The above assumes that the shift will actually be 9Hz - it has already been explained that this will almost certainly not be the case. In a listening test on a 1kHz tone, modulated by the full 9Hz at a 50Hz rate, it is possible to hear the FM as a slight roughness in the tone ... however using headphones (to eliminate standing waves, room reflections, etc.), the roughness is barely audible. if we assume that the frequency shift is only 4.5Hz - probably still unrealistic, but useful for our purposes - the signal through headphones sounds almost as clean as a pure sinewave.
Phase modulation [ 7 ] is actually very similar to frequency modulation - so much so that some narrow-band FM communications systems actually use PM (Phase Modulation) because it is easier to implement. Unfortunately, while it may well be easier for radio frequency signals, it is harder to synthesise than FM in audio, and no sound editor that I have access to is capable of creating a PM signal. The end result is sufficiently similar though (audibly speaking) that it is almost immaterial.
What is certainly not immaterial is the spectrum of a PM signal, so I was forced to build a phase modulator (using my Simulator and a standard analogue phase shifting circuit) that would operate satisfactorily at the modulation frequency of 50Hz. This proved irksome, but the results were gratifying, as it is now possible to display a spectrum analysis of a PM waveform, with (almost) the same characteristics as the FM signal referred to in section 2.1. This is an important step - without this, we do not have a useful reference and may be left with conjecture. Imagine the embarrassment if it had transpired that PM has a spectrum similar to intermodulation.

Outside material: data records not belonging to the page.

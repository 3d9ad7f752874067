//! uigen Core - Headless Transcript Coordination for the uigen chat client
//!
//! This crate holds the logic behind the chat panel of a UI-generating coding
//! agent, independent of any rendering framework. The agent edits files in a
//! virtual project through tool calls and streams its replies; this crate turns
//! that stream into a transcript a surface can paint.
//!
//! # Architecture
//!
//! ```text
//! ┌─────────────────────────────────────────────────────────────────┐
//! │                         Surfaces                                 │
//! │   ┌───────────┐   ┌─────────────────┐   ┌───────────────────┐   │
//! │   │  Web chat │   │  uigen-replay   │   │  Tests / headless │   │
//! │   └─────┬─────┘   └────────┬────────┘   └─────────┬─────────┘   │
//! │         └──────────────────┴──────────────────────┘             │
//! │                            │                                     │
//! │              submit / cancel (down)                              │
//! │              TranscriptUpdate (up)                               │
//! └────────────────────────────┼─────────────────────────────────────┘
//!                              │
//! ┌────────────────────────────┼─────────────────────────────────────┐
//! │                       UIGEN CORE                                 │
//! │  ┌─────────────────────────┴─────────────────────────────────┐   │
//! │  │                     Coordinator                            │   │
//! │  │  ┌────────────┐  ┌────────────┐  ┌─────────────────────┐  │   │
//! │  │  │ Transcript │  │ Lifecycle  │  │ Interpreter (pure)  │  │   │
//! │  │  └────────────┘  └────────────┘  └─────────────────────┘  │   │
//! │  └─────────────────────────┬─────────────────────────────────┘   │
//! │                            │ TransportEvent                       │
//! │                   ┌────────┴────────┐                             │
//! │                   │ ModelTransport  │                             │
//! │                   └─────────────────┘                             │
//! └──────────────────────────────────────────────────────────────────┘
//! ```
//!
//! # Key Types
//!
//! - [`Coordinator`]: owns the transcript and the turn lifecycle
//! - [`TranscriptUpdate`]: change notifications sent to a surface
//! - [`TranscriptEntry`]: one row of the transcript (text or tool call)
//! - [`OperationDescriptor`]: human-facing label for a tool call
//! - [`ModelTransport`]: the seam to the model provider
//!
//! # Quick Start
//!
//! ```ignore
//! use uigen_core::{Coordinator, CoordinatorConfig, ScriptedTransport};
//! use tokio::sync::mpsc;
//!
//! #[tokio::main]
//! async fn main() {
//!     let (tx, mut rx) = mpsc::channel(64);
//!     let transport = ScriptedTransport::new(recorded_turns);
//!     let mut coordinator = Coordinator::new(transport, CoordinatorConfig::from_env(), tx);
//!
//!     coordinator.submit("create a button").await?;
//!
//!     while coordinator.current_lifecycle_state().is_in_flight() {
//!         coordinator.poll_stream();
//!         while let Ok(update) = rx.try_recv() {
//!             // Render update
//!         }
//!     }
//! }
//! ```
//!
//! # Module Overview
//!
//! - [`interpreter`]: tool call → display descriptor
//! - [`invocation`]: tool calls and argument merging
//! - [`transcript`]: the append-only entry sequence
//! - [`lifecycle`]: turn lifecycle states
//! - [`coordinator`]: the state machine tying it together
//! - [`updates`]: notifications to surfaces
//! - [`transport`]: model transport trait and the scripted transport
//! - [`scroll`]: auto-scroll follower for surfaces
//! - [`config`]: TOML/env configuration

#![deny(missing_docs)]
#![deny(clippy::all)]
#![warn(clippy::pedantic)]
#![allow(clippy::module_name_repetitions)]

pub mod config;
pub mod coordinator;
pub mod interpreter;
pub mod invocation;
pub mod lifecycle;
pub mod scroll;
pub mod transcript;
pub mod transport;
pub mod updates;

// Re-exports for convenience
pub use coordinator::{Coordinator, CoordinatorConfig, SubmitError};
pub use interpreter::{
    decompose_path, interpret, OperationDescriptor, OperationIcon, OperationVerb, PathParts,
    VisualStatus,
};
pub use invocation::{InvocationState, ToolArgs, ToolInvocation};
pub use lifecycle::TurnLifecycleState;
pub use scroll::ScrollFollower;
pub use transcript::{EntryId, HistoryMessage, Role, TextMessage, Transcript, TranscriptEntry};
pub use transport::{
    ModelTransport, ScriptedTransport, ScriptedTurn, SessionScript, ToolCallDelta, ToolResult,
    TransportEvent, TurnRequest,
};
pub use updates::{TranscriptUpdate, TurnId};

// Config exports
pub use config::{
    default_config_path, load_config, load_config_from_path, ConfigError, ConfigOverrides,
    ConfigSource, UigenConfigFile, UigenToml,
};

For the sake of this exercise, the spectrum of the PM signal is not shown - it is essentially identical to that shown above for FM. For all intents and purposes there is no difference whatsoever. Although there actually is a (very) subtle difference, it is not visible until it is below the -120dB level, so is irrelevant in practical terms.
Figure 1.2.1 - Phase Modulator as used to Generate Phase Modulation
For reference, Figure 1.2.1 shows the schematic for the phase modulator that I used to make the comparisons. This was created in Simetrix [ 8 ] and is not too different from a real-life working circuit.

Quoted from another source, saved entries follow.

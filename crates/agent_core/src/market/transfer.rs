//! Transfer execution
//!
//! Every validation failure returns before the first mutation, so a failed
//! transfer leaves the world exactly as it was.

use serde::{Deserialize, Serialize};
use tracing::{info, warn};

use crate::config::EngineConfig;
use crate::models::{NotificationKind, PlayerId, TransferRecord};
use crate::player::valuation::{format_currency, SALARY_SHARE};
use crate::random::GameRng;
use crate::state::WorldState;
use crate::strength;

#[derive(Debug, Clone, PartialEq, Serialize, Deserialize)]
pub struct TransferOutcome {
    pub success: bool,
    pub message: String,
    /// Agent commission on success (zero for players the agent does not represent)
    #[serde(skip_serializing_if = "Option::is_none")]
    pub commission: Option<f64>,
}

impl TransferOutcome {
    fn failed(message: impl Into<String>) -> Self {
        Self { success: false, message: message.into(), commission: None }
    }
}

/// Reputation gained from a client's transfer: `clamp(log10(fee) - 3, 1, 5)`
pub fn reputation_gain(fee: f64) -> f64 {
    (fee.log10() - 3.0).clamp(1.0, 5.0)
}

pub fn transfer_player(
    world: &mut WorldState,
    player_id: PlayerId,
    target_club: &str,
    fee: f64,
    config: &EngineConfig,
    rng: &mut GameRng,
) -> TransferOutcome {
    let Some(player_idx) = world.player_index(player_id) else {
        return TransferOutcome::failed("Could not complete transfer: Invalid player or club");
    };
    let source_club = world.players[player_idx].club.clone();
    let (Some(source_idx), Some(dest_idx)) = (world.club_index(&source_club), world.club_index(target_club))
    else {
        return TransferOutcome::failed("Could not complete transfer: Invalid player or club");
    };
    if !world.transfer_window {
        return TransferOutcome::failed("Could not complete transfer: Transfer window is closed");
    }
    if source_idx == dest_idx {
        return TransferOutcome::failed(format!(
            "Could not complete transfer: {} already plays for {}",
            world.players[player_idx].name, target_club
        ));
    }
    if !fee.is_finite() || fee < 0.0 {
        return TransferOutcome::failed("Could not complete transfer: Invalid transfer fee");
    }
    if world.clubs[dest_idx].budget < fee {
        warn!(club = target_club, fee, budget = world.clubs[dest_idx].budget, "Transfer rejected: budget");
        return TransferOutcome::failed(format!("{} cannot afford the transfer fee of {}", target_club, format_currency(fee)));
    }

    world.clubs[source_idx].budget += fee * config.economy.seller_share;
    world.clubs[dest_idx].budget -= fee;

    let season = world.season;
    let week = world.week;
    let is_client = world.is_client(&world.players[player_idx]);
    let player = &mut world.players[player_idx];
    player.club = target_club.to_string();
    player.contract.years_remaining = rng.int_inclusive(2, 4) as u8;
    player.salary = player.value * SALARY_SHARE * (1.0 + rng.unit() * 0.3);
    let player_name = player.name.clone();

    world.statistics.transfers.push(TransferRecord {
        season,
        week,
        player_id,
        player_name: player_name.clone(),
        from_club: source_club.clone(),
        to_club: target_club.to_string(),
        fee,
    });

    let commission = if is_client {
        let commission = fee * config.economy.commission_rate;
        world.agent.balance += commission;
        world.agent.gain_reputation(reputation_gain(fee));
        world.notify_about(
            NotificationKind::TransferComplete,
            format!(
                "Transfer complete! {} has moved to {} for {}. Your commission: {}",
                player_name,
                target_club,
                format_currency(fee),
                format_currency(commission)
            ),
            player_id,
        );
        commission
    } else {
        world.notify(
            NotificationKind::TransferNews,
            format!(
                "Transfer news: {} has moved from {} to {} for {}.",
                player_name,
                source_club,
                target_club,
                format_currency(fee)
            ),
        );
        0.0
    };

    strength::update_club_strength(world, &source_club, &config.generation);
    strength::update_club_strength(world, target_club, &config.generation);

    info!(player = player_id, from = %source_club, to = target_club, fee, commission, "Transfer completed");
    TransferOutcome {
        success: true,
        message: format!("Transfer complete! {} has moved to {} for {}.", player_name, target_club, format_currency(fee)),
        commission: Some(commission),
    }
}
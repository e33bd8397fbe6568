use std::fmt;

/// Internal engine failures.
///
/// Player-facing validation problems (closed window, missing funds, ...) are
/// reported through outcome values instead; this type is reserved for
/// malformed input at the JSON boundary and broken world invariants.
#[derive(Debug, Clone, PartialEq)]
pub enum EngineError {
    InvalidParameter(String),
    NotFound(String),
    InvariantViolation(String),
    SerializationError(String),
    DeserializationError(String),
}

impl fmt::Display for EngineError {
    fn fmt(&self, f: &mut fmt::Formatter) -> fmt::Result {
        match self {
            EngineError::InvalidParameter(msg) => write!(f, "Invalid parameter: {}", msg),
            EngineError::NotFound(msg) => write!(f, "Not found: {}", msg),
            EngineError::InvariantViolation(msg) => write!(f, "Invariant violation: {}", msg),
            EngineError::SerializationError(msg) => write!(f, "Serialization error: {}", msg),
            EngineError::DeserializationError(msg) => write!(f, "Deserialization error: {}", msg),
        }
    }
}

impl std::error::Error for EngineError {}

impl From<serde_json::Error> for EngineError {
    fn from(err: serde_json::Error) -> Self {
        if err.is_data() || err.is_syntax() || err.is_eof() {
            EngineError::DeserializationError(err.to_string())
        } else {
            EngineError::SerializationError(err.to_string())
        }
    }
}

impl From<serde_yaml::Error> for EngineError {
    fn from(err: serde_yaml::Error) -> Self {
        EngineError::DeserializationError(err.to_string())
    }
}

pub type Result<T> = std::result::Result<T, EngineError>;

#[cfg(test)]
mod tests {
    use super::*;

    #[test]
    fn test_display_messages() {
        let err = EngineError::NotFound("league table for Spain Division 1".to_string());
        assert_eq!(err.to_string(), "Not found: league table for Spain Division 1");
    }

    #[test]
    fn test_json_error_conversion() {
        let err: EngineError = serde_json::from_str::<u32>("not json").unwrap_err().into();
        assert!(matches!(err, EngineError::DeserializationError(_)));
    }
}
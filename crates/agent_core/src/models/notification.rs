use super::player::PlayerId;
use chrono::{DateTime, Utc};
use serde::{Deserialize, Serialize};

#[derive(Debug, Clone, Copy, Serialize, Deserialize, PartialEq, Eq, Hash)]
#[serde(rename_all = "camelCase")]
pub enum NotificationKind {
    Welcome,
    NewClient,
    TransferWindow,
    PlayerOffer,
    ContractRenewal,
    ContractExpiry,
    TransferComplete,
    TransferNews,
    EndOfSeason,
}

#[derive(Debug, Clone, Serialize, Deserialize, PartialEq)]
pub struct Notification {
    pub id: u64,
    #[serde(rename = "type")]
    pub kind: NotificationKind,
    pub message: String,
    pub read: bool,
    pub timestamp: Option<DateTime<Utc>>,
    pub player_id: Option<PlayerId>,
}

/// Append-only notification list; entries are never removed, only marked read
#[derive(Debug, Clone, Serialize, Deserialize, PartialEq, Default)]
pub struct NotificationLog {
    entries: Vec<Notification>,
    next_id: u64,
}

impl NotificationLog {
    pub fn new() -> Self {
        Self::default()
    }

    /// Append a notification and return its id (ids start at 1)
    pub fn push(&mut self, kind: NotificationKind, message: impl Into<String>, player_id: Option<PlayerId>) -> u64 {
        self.next_id += 1;
        let id = self.next_id;
        self.entries.push(Notification {
            id,
            kind,
            message: message.into(),
            read: false,
            timestamp: Some(Utc::now()),
            player_id,
        });
        id
    }

    /// Returns false when no entry has that id
    pub fn mark_read(&mut self, id: u64) -> bool {
        match self.entries.iter_mut().find(|n| n.id == id) {
            Some(entry) => {
                entry.read = true;
                true
            }
            None => false,
        }
    }

    pub fn mark_all_read(&mut self) {
        for entry in &mut self.entries {
            entry.read = true;
        }
    }

    pub fn unread_count(&self) -> usize {
        self.entries.iter().filter(|n| !n.read).count()
    }

    pub fn entries(&self) -> &[Notification] {
        &self.entries
    }

    pub fn of_kind(&self, kind: NotificationKind) -> impl Iterator<Item = &Notification> {
        self.entries.iter().filter(move |n| n.kind == kind)
    }

    pub fn last(&self) -> Option<&Notification> {
        self.entries.last()
    }

    pub fn len(&self) -> usize {
        self.entries.len()
    }

    pub fn is_empty(&self) -> bool {
        self.entries.is_empty()
    }
}

#[cfg(test)]
mod tests {
    use super::*;

    #[test]
    fn test_push_and_mark_read() {
        let mut log = NotificationLog::new();
        let first = log.push(NotificationKind::Welcome, "Welcome", None);
        let second = log.push(NotificationKind::PlayerOffer, "Offer", Some(12));

        assert_ne!(first, second);
        assert_eq!(log.unread_count(), 2);
        assert!(log.mark_read(second));
        assert_eq!(log.unread_count(), 1);
        assert!(!log.mark_read(999));

        log.mark_all_read();
        assert_eq!(log.unread_count(), 0);
        assert_eq!(log.len(), 2);
        assert_eq!(log.of_kind(NotificationKind::PlayerOffer).next().unwrap().player_id, Some(12));
    }

    #[test]
    fn test_kind_serializes_camel_case() {
        let json = serde_json::to_string(&NotificationKind::TransferComplete).unwrap();
        assert_eq!(json, "\"transferComplete\"");
    }
}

The next stage is to determine a test method that will show the effect - this is not a simple task, because we know that any shift will be small, and is invariably accompanied by amplitude modulation and intermodulation. Because of this, a spectrum analyser is useless, as it will show intermodulation sidebands that will completely mask any frequency variation. The instrument of choice is an oscilloscope, because that is capable of displaying information in the time domain, where the problem occurs.

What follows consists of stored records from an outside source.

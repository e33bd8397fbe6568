//! Agent Career Model: recruiting and training clients

use std::fmt;
use std::str::FromStr;

use serde::{Deserialize, Serialize};
use tracing::debug;

use crate::config::EconomyConfig;
use crate::models::{Attribute, PlayerId};
use crate::random::GameRng;
use crate::state::WorldState;

#[derive(Debug, Clone, Copy, PartialEq, Eq, Hash, Serialize, Deserialize, Default)]
#[serde(rename_all = "lowercase")]
pub enum TrainingIntensity {
    Light,
    #[default]
    Normal,
    Intense,
}

impl TrainingIntensity {
    pub const ALL: [TrainingIntensity; 3] =
        [TrainingIntensity::Light, TrainingIntensity::Normal, TrainingIntensity::Intense];

    pub fn as_str(&self) -> &'static str {
        match self {
            TrainingIntensity::Light => "light",
            TrainingIntensity::Normal => "normal",
            TrainingIntensity::Intense => "intense",
        }
    }

    /// Attribute points gained per session
    pub fn effect(&self) -> i32 {
        match self {
            TrainingIntensity::Light => 1,
            TrainingIntensity::Normal => 2,
            TrainingIntensity::Intense => 3,
        }
    }

    pub fn cost(&self, economy: &EconomyConfig) -> f64 {
        economy.training_costs[*self as usize]
    }
}

impl fmt::Display for TrainingIntensity {
    fn fmt(&self, f: &mut fmt::Formatter) -> fmt::Result {
        f.write_str(self.as_str())
    }
}

impl FromStr for TrainingIntensity {
    type Err = String;

    fn from_str(s: &str) -> Result<Self, Self::Err> {
        match s.trim().to_ascii_lowercase().as_str() {
            "light" => Ok(TrainingIntensity::Light),
            "normal" => Ok(TrainingIntensity::Normal),
            "intense" => Ok(TrainingIntensity::Intense),
            other => Err(format!("Unknown training intensity: {}", other)),
        }
    }
}

#[derive(Debug, Clone, PartialEq, Serialize, Deserialize)]
pub struct TrainingOutcome {
    pub success: bool,
    pub message: String,
    #[serde(skip_serializing_if = "Option::is_none")]
    pub new_rating: Option<u8>,
    #[serde(skip_serializing_if = "Option::is_none")]
    pub cost: Option<f64>,
}

impl TrainingOutcome {
    pub fn failed(message: impl Into<String>) -> Self {
        Self { success: false, message: message.into(), new_rating: None, cost: None }
    }
}

#[derive(Debug, Clone, PartialEq, Eq, Serialize, Deserialize)]
pub struct RecruitOutcome {
    pub success: bool,
    pub message: String,
}

impl RecruitOutcome {
    fn failed(message: impl Into<String>) -> Self {
        Self { success: false, message: message.into() }
    }
}

/// Acceptance chance for a cold approach: `0.1 + (reputation - overall/1.5) / 100`
pub fn recruit_chance(reputation: f64, overall: u8) -> f64 {
    0.1 + (reputation - overall as f64 / 1.5) / 100.0
}

/// Try to sign a player as a client.
///
/// A player who approached the agent (pending offer) always accepts; anyone
/// else is rolled against [`recruit_chance`]. Signing an existing client is
/// a no-op success.
pub fn recruit_player(world: &mut WorldState, player_id: PlayerId, rng: &mut GameRng) -> RecruitOutcome {
    let agent_name = world.agent.name.clone();
    let reputation = world.agent.reputation;
    let has_offer = world.agent.has_offer(player_id);
    let Some(player) = world.player_mut(player_id) else {
        return RecruitOutcome::failed("Player not found");
    };

    if let Some(current) = player.agent.as_deref() {
        if current != agent_name {
            return RecruitOutcome::failed(format!("{} already has an agent: {}", player.name, current));
        }
    }

    if !has_offer && player.agent.is_none() && rng.unit() > recruit_chance(reputation, player.overall) {
        return RecruitOutcome::failed(format!("{} is not interested in your services at this time.", player.name));
    }

    player.agent = Some(agent_name);
    let message = format!("{} is now your client!", player.name);
    world.agent.sign_client(player_id);
    debug!(player = player_id, "Client signed");
    RecruitOutcome { success: true, message }
}

/// Pay for a training session on one attribute of a client.
///
/// The development plan is set even when the agent cannot pay for the session.
pub fn train_player(
    world: &mut WorldState,
    player_id: PlayerId,
    attribute: Attribute,
    intensity: TrainingIntensity,
    economy: &EconomyConfig,
) -> TrainingOutcome {
    let agent_name = world.agent.name.clone();
    let balance = world.agent.balance;
    let Some(player) = world.player_mut(player_id) else {
        return TrainingOutcome::failed("Player not found");
    };
    if !player.is_represented_by(&agent_name) {
        return TrainingOutcome::failed("You can only arrange training for your own clients");
    }

    player.development_plan = Some(attribute);

    let cost = intensity.cost(economy);
    if balance < cost {
        return TrainingOutcome::failed(format!("Not enough funds. Training costs €{:.0}", cost));
    }

    player.attributes.adjust(attribute, intensity.effect());
    player.recalculate_overall();
    player.potential = player.potential.max(player.overall);
    player.refresh_market_value();
    let new_rating = player.attributes.get(attribute);
    let message = format!(
        "{} has started training to improve {}. Their {} rating increased to {}.",
        player.name, attribute, attribute, new_rating
    );
    world.agent.balance -= cost;
    debug!(player = player_id, %attribute, %intensity, new_rating, "Training session");

    TrainingOutcome { success: true, message, new_rating: Some(new_rating), cost: Some(cost) }
}
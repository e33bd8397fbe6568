//! # Engine Configuration
//!
//! All tuning constants of the simulation live here so balance changes never
//! touch the algorithms themselves.
//!
//! ```rust
//! use agent_core::config::EngineConfig;
//!
//! let config = EngineConfig::default();
//! let chaotic = EngineConfig::chaotic();
//! assert!(chaotic.matchday.upset_chance > config.matchday.upset_chance);
//! ```

mod economy_config;
mod generation_config;
mod match_config;
mod season_config;

pub use economy_config::EconomyConfig;
pub use generation_config::GenerationConfig;
pub use match_config::MatchConfig;
pub use season_config::{AwardThresholds, ContractTick, SeasonConfig, TransferWindow};

use crate::error::Result;
use serde::{Deserialize, Serialize};

/// Full engine configuration
#[derive(Debug, Clone, Serialize, Deserialize, Default, PartialEq)]
pub struct EngineConfig {
    /// World generation parameters
    #[serde(default)]
    pub generation: GenerationConfig,
    /// Match simulation probabilities and rates
    #[serde(default)]
    pub matchday: MatchConfig,
    /// Calendar, awards and contract clock
    #[serde(default)]
    pub season: SeasonConfig,
    /// Money flows: transfers, commission, training, starting funds
    #[serde(default)]
    pub economy: EconomyConfig,
}

impl EngineConfig {
    /// The standard game balance
    pub fn standard() -> Self {
        Self::default()
    }

    /// More upsets and goals
    pub fn chaotic() -> Self {
        let mut cfg = Self::default();
        cfg.matchday.upset_chance = 0.15;
        cfg.matchday.league_average_goals = 3.4;
        cfg
    }

    /// Small world for fast tests
    pub fn testing() -> Self {
        let mut cfg = Self::default();
        cfg.generation.player_count = 900;
        cfg
    }

    /// Parse a (possibly partial) YAML document; missing sections keep defaults.
    pub fn from_yaml_str(yaml: &str) -> Result<Self> {
        let cfg: EngineConfig = serde_yaml::from_str(yaml)?;
        Ok(cfg)
    }
}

If the (velocity based) Doppler theory is correct, we should expect to see a set of waveforms similar to that shown in Figure 2.3, where a low frequency tone is mixed with a high frequency tone, and fed to a loudspeaker. This signal is also fed to one channel of the oscilloscope, and the other is used to display the audio waveform reproduced by the loudspeaker, and picked up by a microphone. The gains of the two are carefully matched so that the waveforms are perfectly overlayed - any discrepancy should be visible. This can only be done using a digital storage oscilloscope, because the waveform must be captured and expanded so that any shift is visible.
Figure 1.3 - Expected Oscilloscope Display for Doppler Modulation of the High Frequency
The red trace shows the unmodulated carrier riding on the LF waveform (i.e. the electrical signal sent to the loudspeaker), and the blue trace shows what we should expect to see on the oscilloscope from the audio signal picked up by the microphone. Note that the frequency deviation has been exaggerated for clarity - if it were that easy to see there would be no argument. It is quite apparent that with FM, the modulation is at its maximum at the LF zero crossing (maximum acceleration), and is at minimum (signals in phase) at the LF signal peaks.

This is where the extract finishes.